• **WHAT IS NEEDED**: Locate every line in the records below that contains the word "ProxyError", and copy each one.

================

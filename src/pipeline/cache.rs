//! The on-disk cache: existence probe, atomic persist, artifact lookup.
//!
//! There is no index. A readable file at `<root>/<relative>` *is* the cache
//! entry, so the only way to get a partially written entry would be to write
//! in place. We never do: artifacts go to a temp file in the target
//! directory and are renamed over the final path once complete. Two tasks
//! racing on the same image both produce complete files; the last rename wins.
//!
//! Next to each produced artifact we keep a small JSON record of the source
//! image's size and classification under [`METADATA_DIR`]. A trimmed page
//! no longer has its source's aspect ratio, so a warm cache needs the record
//! to classify item 0 the way a cold one did.

use crate::error::{ImageError, ProxyError};
use crate::output::ImageMetadata;
use crate::pipeline::classify::Classification;
use crate::pipeline::path::{sanitize_relative, ImageRef};
use image::ImageFormat;
use std::io::Write;
use std::path::{Path, PathBuf};
use std::time::Duration;
use tokio::time::{sleep, Instant};
use tracing::{debug, warn};

/// Cache-control directive for served artifacts (one year).
pub const CACHE_CONTROL: &str = "public, max-age=31536000";

/// Directory below the root holding the per-artifact metadata records.
///
/// Escaped path segments only ever contain `%` followed by two uppercase
/// hex digits, so no resolved image can land in this tree.
pub const METADATA_DIR: &str = "%meta";

/// Backoff schedule used while waiting for an artifact to appear.
#[derive(Debug, Clone, Copy, PartialEq, Eq)]
pub struct WaitPolicy {
    pub timeout: Duration,
    pub initial_interval: Duration,
    pub max_interval: Duration,
}

impl Default for WaitPolicy {
    fn default() -> Self {
        Self {
            timeout: Duration::from_millis(10_000),
            initial_interval: Duration::from_millis(100),
            max_interval: Duration::from_millis(800),
        }
    }
}

/// Handle to the cache directory tree.
#[derive(Debug, Clone)]
pub struct CacheStore {
    root: PathBuf,
    wait: WaitPolicy,
}

impl CacheStore {
    pub fn new(root: impl Into<PathBuf>, wait: WaitPolicy) -> Self {
        Self {
            root: root.into(),
            wait,
        }
    }

    pub fn root(&self) -> &Path {
        &self.root
    }

    /// Where `image` lives on disk.
    pub fn path_for(&self, image: &ImageRef) -> PathBuf {
        image.cache_path(&self.root)
    }

    /// Whether a completed artifact exists for `image`.
    ///
    /// Any error (missing file, permission problem) reads as "not cached";
    /// the task then tries to produce the artifact and surfaces the real
    /// problem as a fetch or persist error.
    pub async fn exists(&self, image: &ImageRef) -> bool {
        match tokio::fs::metadata(self.path_for(image)).await {
            Ok(meta) => meta.is_file(),
            Err(_) => false,
        }
    }

    fn metadata_path(&self, image: &ImageRef) -> PathBuf {
        let mut path = image.cache_path(&self.root.join(METADATA_DIR)).into_os_string();
        path.push(".json");
        PathBuf::from(path)
    }

    /// Source size and classification of a cached artifact.
    ///
    /// Prefers the record written when the artifact was produced. Without
    /// one, the artifact header is read with the format sniffed from its
    /// content: a WebP body under a non-WebP name is a compacted page and
    /// counts as paged; anything else was stored verbatim and is classified
    /// by its own size.
    pub async fn cached_metadata(&self, image: &ImageRef) -> Option<ImageMetadata> {
        if let Ok(json) = tokio::fs::read(self.metadata_path(image)).await {
            match serde_json::from_slice(&json) {
                Ok(metadata) => return Some(metadata),
                Err(e) => debug!("Ignoring metadata record for '{}': {}", image.relative_path, e),
            }
        }

        let path = self.path_for(image);
        let result = tokio::task::spawn_blocking(move || sniff_artifact(&path)).await;
        match result {
            Ok(Ok(metadata)) => Some(metadata),
            Ok(Err(e)) => {
                debug!("Cannot read dimensions of cached '{}': {}", image.relative_path, e);
                None
            }
            Err(e) => {
                warn!("Dimension probe for '{}' panicked: {}", image.relative_path, e);
                None
            }
        }
    }

    /// Record the source metadata for `image`.
    ///
    /// Best effort: the artifact alone is the cache entry, and a missing
    /// record only makes [`CacheStore::cached_metadata`] fall back to the
    /// artifact header.
    pub async fn record_metadata(&self, image: &ImageRef, metadata: &ImageMetadata) {
        let result = match serde_json::to_vec(metadata) {
            Ok(json) => write_atomic(self.metadata_path(image), json).await,
            Err(e) => Err(e.to_string()),
        };
        if let Err(e) = result {
            warn!("Cannot record metadata for '{}': {}", image.relative_path, e);
        }
    }

    /// Write `bytes` as the artifact for `image`.
    ///
    /// Creates missing parent directories, writes a sibling temp file and
    /// renames it into place. On any error the temp file is removed and the
    /// final path is left untouched.
    pub async fn persist(&self, image: &ImageRef, bytes: Vec<u8>) -> Result<PathBuf, ImageError> {
        let target = self.path_for(image);
        write_atomic(target.clone(), bytes)
            .await
            .map_err(|detail| ImageError::Persist {
                path: target.clone(),
                detail,
            })?;
        debug!("Persisted {}", target.display());
        Ok(target)
    }

    /// Turn a client-supplied relative path into a confined on-disk path.
    ///
    /// Metadata records under [`METADATA_DIR`] are not served.
    pub fn resolve_served(&self, raw: &str) -> Result<PathBuf, ProxyError> {
        let relative = sanitize_relative(raw)
            .filter(|r| r.split('/').next() != Some(METADATA_DIR))
            .ok_or_else(|| ProxyError::InvalidPath {
                path: raw.to_string(),
            })?;
        let mut path = self.root.clone();
        for segment in relative.split('/') {
            path.push(segment);
        }
        if !path.starts_with(&self.root) {
            return Err(ProxyError::InvalidPath {
                path: raw.to_string(),
            });
        }
        Ok(path)
    }

    /// Wait for the artifact at `raw` to appear, polling with exponential
    /// backoff. Returns `Ok(None)` when the wait budget runs out.
    ///
    /// Background waves keep writing after the batch response went out, so
    /// a client may ask for an image a little before it exists.
    pub async fn wait_for_artifact(&self, raw: &str) -> Result<Option<PathBuf>, ProxyError> {
        let path = self.resolve_served(raw)?;
        let deadline = Instant::now() + self.wait.timeout;
        let mut interval = self.wait.initial_interval;

        loop {
            if tokio::fs::metadata(&path).await.map(|m| m.is_file()).unwrap_or(false) {
                return Ok(Some(path));
            }
            let now = Instant::now();
            if now >= deadline {
                debug!("Gave up waiting for {}", path.display());
                return Ok(None);
            }
            sleep(interval.min(deadline - now)).await;
            interval = (interval * 2).min(self.wait.max_interval);
        }
    }
}

async fn write_atomic(target: PathBuf, bytes: Vec<u8>) -> Result<(), String> {
    let parent = target
        .parent()
        .ok_or_else(|| "target has no parent directory".to_string())?
        .to_path_buf();
    tokio::fs::create_dir_all(&parent)
        .await
        .map_err(|e| e.to_string())?;

    tokio::task::spawn_blocking(move || -> std::io::Result<()> {
        let mut tmp = tempfile::Builder::new()
            .prefix(".partial-")
            .tempfile_in(&parent)?;
        tmp.write_all(&bytes)?;
        tmp.as_file().sync_all()?;
        tmp.persist(&target).map_err(|e| e.error)?;
        Ok(())
    })
    .await
    .map_err(|e| format!("write task panicked: {e}"))?
    .map_err(|e| e.to_string())
}

fn sniff_artifact(path: &Path) -> image::ImageResult<ImageMetadata> {
    let reader = image::ImageReader::open(path)?.with_guessed_format()?;
    let compacted = reader.format() == Some(ImageFormat::WebP)
        && !path
            .extension()
            .and_then(|e| e.to_str())
            .is_some_and(|e| e.eq_ignore_ascii_case("webp"));
    let (width, height) = reader.into_dimensions()?;
    if compacted {
        return Ok(ImageMetadata {
            width,
            height,
            classification: Classification::Paged,
        });
    }
    Ok(ImageMetadata::from_dimensions((width, height)))
}

/// MIME type for a served artifact, inferred from its extension.
///
/// Compacted pages keep their source file name, so a `.png` or `.jpg`
/// artifact may hold WebP bytes and be served under the source's type.
pub fn content_type_for(path: &Path) -> &'static str {
    let ext = path
        .extension()
        .and_then(|e| e.to_str())
        .map(|e| e.to_ascii_lowercase());
    match ext.as_deref() {
        Some("jpg" | "jpeg") => "image/jpeg",
        Some("png") => "image/png",
        Some("webp") => "image/webp",
        Some("gif") => "image/gif",
        Some("avif") => "image/avif",
        Some("bmp") => "image/bmp",
        Some("svg") => "image/svg+xml",
        _ => "application/octet-stream",
    }
}

#[cfg(test)]
mod tests {
    use super::*;
    use crate::pipeline::path::PathResolver;
    use tempfile::TempDir;

    fn image(rel_url: &str) -> ImageRef {
        PathResolver::new("https://p.example")
            .resolve_url(&format!("https://src.example/{rel_url}"))
            .unwrap()
    }

    fn quick_wait() -> WaitPolicy {
        WaitPolicy {
            timeout: Duration::from_millis(300),
            initial_interval: Duration::from_millis(10),
            max_interval: Duration::from_millis(40),
        }
    }

    #[tokio::test]
    async fn persist_then_exists() {
        let dir = TempDir::new().unwrap();
        let store = CacheStore::new(dir.path(), WaitPolicy::default());
        let img = image("a/b/c.png");

        assert!(!store.exists(&img).await);
        let path = store.persist(&img, b"payload".to_vec()).await.unwrap();
        assert!(store.exists(&img).await);
        assert_eq!(std::fs::read(&path).unwrap(), b"payload");
        assert_eq!(path, dir.path().join("a").join("b").join("c.png"));
    }

    #[tokio::test]
    async fn persist_leaves_no_temp_files() {
        let dir = TempDir::new().unwrap();
        let store = CacheStore::new(dir.path(), WaitPolicy::default());
        let img = image("x/y.png");
        store.persist(&img, vec![1, 2, 3]).await.unwrap();
        store.persist(&img, vec![4, 5, 6]).await.unwrap();

        let names: Vec<_> = std::fs::read_dir(dir.path().join("x"))
            .unwrap()
            .map(|e| e.unwrap().file_name().to_string_lossy().to_string())
            .collect();
        assert_eq!(names, vec!["y.png".to_string()]);
        // Last writer wins.
        assert_eq!(std::fs::read(dir.path().join("x/y.png")).unwrap(), vec![4, 5, 6]);
    }

    #[tokio::test]
    async fn persist_failure_reports_target_path() {
        let dir = TempDir::new().unwrap();
        // A regular file where the parent directory should be.
        std::fs::write(dir.path().join("blocked"), b"").unwrap();
        let store = CacheStore::new(dir.path(), WaitPolicy::default());
        let img = image("blocked/page.png");

        let err = store.persist(&img, vec![0]).await.unwrap_err();
        assert_eq!(err.kind(), "persist");
        assert!(!store.exists(&img).await);
    }

    #[test]
    fn served_paths_stay_under_root() {
        let store = CacheStore::new("/srv/data", WaitPolicy::default());
        let p = store.resolve_served("../../etc/passwd").unwrap();
        assert!(p.starts_with("/srv/data"));
        assert_eq!(p, Path::new("/srv/data/etc/passwd"));
        assert!(store.resolve_served("../..").is_err());
        assert!(store.resolve_served("").is_err());
        assert!(store.resolve_served("%meta/a/b.png.json").is_err());
    }

    #[tokio::test]
    async fn wait_finds_file_written_later() {
        let dir = TempDir::new().unwrap();
        let store = CacheStore::new(dir.path(), quick_wait());
        let img = image("late/page.png");

        let writer = store.clone();
        let img2 = img.clone();
        tokio::spawn(async move {
            sleep(Duration::from_millis(50)).await;
            writer.persist(&img2, vec![9]).await.unwrap();
        });

        let found = store.wait_for_artifact("late/page.png").await.unwrap();
        assert_eq!(found, Some(store.path_for(&img)));
    }

    #[tokio::test]
    async fn wait_times_out_with_none() {
        let dir = TempDir::new().unwrap();
        let store = CacheStore::new(dir.path(), quick_wait());
        let started = std::time::Instant::now();
        let found = store.wait_for_artifact("never/there.png").await.unwrap();
        assert!(found.is_none());
        assert!(started.elapsed() >= Duration::from_millis(250));
    }

    #[tokio::test]
    async fn recorded_metadata_wins_over_the_artifact_header() {
        let dir = TempDir::new().unwrap();
        let store = CacheStore::new(dir.path(), WaitPolicy::default());
        let img = image("r/page.png");
        store.persist(&img, b"not an image".to_vec()).await.unwrap();
        assert_eq!(store.cached_metadata(&img).await, None);

        let recorded = ImageMetadata::from_dimensions((1000, 1500));
        store.record_metadata(&img, &recorded).await;
        assert_eq!(store.cached_metadata(&img).await, Some(recorded));
        assert!(dir.path().join(METADATA_DIR).join("r/page.png.json").is_file());
        // The record never shows up among the artifacts themselves.
        let names: Vec<_> = std::fs::read_dir(dir.path().join("r"))
            .unwrap()
            .map(|e| e.unwrap().file_name().to_string_lossy().to_string())
            .collect();
        assert_eq!(names, vec!["page.png".to_string()]);
    }

    #[test]
    fn content_types() {
        assert_eq!(content_type_for(Path::new("a/b.JPG")), "image/jpeg");
        assert_eq!(content_type_for(Path::new("a/b.webp")), "image/webp");
        assert_eq!(content_type_for(Path::new("a/b")), "application/octet-stream");
    }
}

================

• **YOUR SOLUTION**:
use crate::error::{ImageError, ProxyError};
    pub fn resolve_served(&self, raw: &str) -> Result<PathBuf, ProxyError> {
            .ok_or_else(|| ProxyError::InvalidPath {
            return Err(ProxyError::InvalidPath {
    pub async fn wait_for_artifact(&self, raw: &str) -> Result<Option<PathBuf>, ProxyError> {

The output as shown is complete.